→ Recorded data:
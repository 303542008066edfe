use std::net::SocketAddr;
use std::time::Duration;

use tokio::net::{lookup_host, TcpListener, TcpStream};
use tracing::{debug, info};

use crate::error::{Result, TransportError};
use crate::stream::RpcStream;

/// Default time allowed for resolving and connecting to an endpoint.
pub const DEFAULT_CONNECT_TIMEOUT: Duration = Duration::from_secs(5);

/// TCP transport.
///
/// Provides bind/accept/connect over `host:port` endpoints. Connect attempts
/// walk every resolved address in order and stop at the first success.
pub struct TcpEndpoint {
    listener: TcpListener,
    addr: SocketAddr,
}

impl TcpEndpoint {
    /// Bind and listen on a `host:port` address.
    ///
    /// Port `0` asks the OS for an ephemeral port; see [`TcpEndpoint::local_addr`].
    pub async fn bind(addr: &str) -> Result<Self> {
        let listener = TcpListener::bind(addr)
            .await
            .map_err(|e| TransportError::Bind {
                addr: addr.to_string(),
                source: e,
            })?;
        let bound = listener.local_addr().map_err(|e| TransportError::Bind {
            addr: addr.to_string(),
            source: e,
        })?;

        info!(addr = %bound, "listening on tcp endpoint");

        Ok(Self {
            listener,
            addr: bound,
        })
    }

    /// Accept an incoming connection.
    pub async fn accept(&self) -> Result<RpcStream> {
        let (stream, peer) = self
            .listener
            .accept()
            .await
            .map_err(TransportError::Accept)?;
        debug!(%peer, "accepted connection");
        Ok(RpcStream::from_tcp(stream, peer))
    }

    /// Connect to a listening endpoint using [`DEFAULT_CONNECT_TIMEOUT`].
    pub async fn connect(addr: &str) -> Result<RpcStream> {
        Self::connect_timeout(addr, DEFAULT_CONNECT_TIMEOUT).await
    }

    /// Connect to a listening endpoint, giving up after `timeout`.
    ///
    /// The timeout covers name resolution and every connect attempt.
    pub async fn connect_timeout(addr: &str, timeout: Duration) -> Result<RpcStream> {
        match tokio::time::timeout(timeout, connect_any(addr)).await {
            Ok(result) => result,
            Err(_) => Err(TransportError::ConnectTimeout {
                addr: addr.to_string(),
                timeout,
            }),
        }
    }

    /// The address this endpoint is bound to.
    pub fn local_addr(&self) -> SocketAddr {
        self.addr
    }

    /// Transport name for diagnostics.
    pub fn transport_name(&self) -> &'static str {
        "tcp"
    }
}

async fn connect_any(addr: &str) -> Result<RpcStream> {
    let candidates: Vec<SocketAddr> = lookup_host(addr)
        .await
        .map_err(|e| TransportError::Resolve {
            addr: addr.to_string(),
            source: e,
        })?
        .collect();

    let mut last_err = None;
    for candidate in candidates {
        match TcpStream::connect(candidate).await {
            Ok(stream) => {
                debug!(addr, peer = %candidate, "connected to tcp endpoint");
                return Ok(RpcStream::from_tcp(stream, candidate));
            }
            Err(err) => {
                debug!(addr, peer = %candidate, error = %err, "connect attempt failed");
                last_err = Some(err);
            }
        }
    }

    match last_err {
        Some(source) => Err(TransportError::Connect {
            addr: addr.to_string(),
            source,
        }),
        None => Err(TransportError::NoAddress {
            addr: addr.to_string(),
        }),
    }
}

→ Goal of the exercise: Where in the entries above does the word "TcpEndpoint" appear? Copy each line that has it.

→ Task result:
pub struct TcpEndpoint {
impl TcpEndpoint {
    /// Port `0` asks the OS for an ephemeral port; see [`TcpEndpoint::local_addr`].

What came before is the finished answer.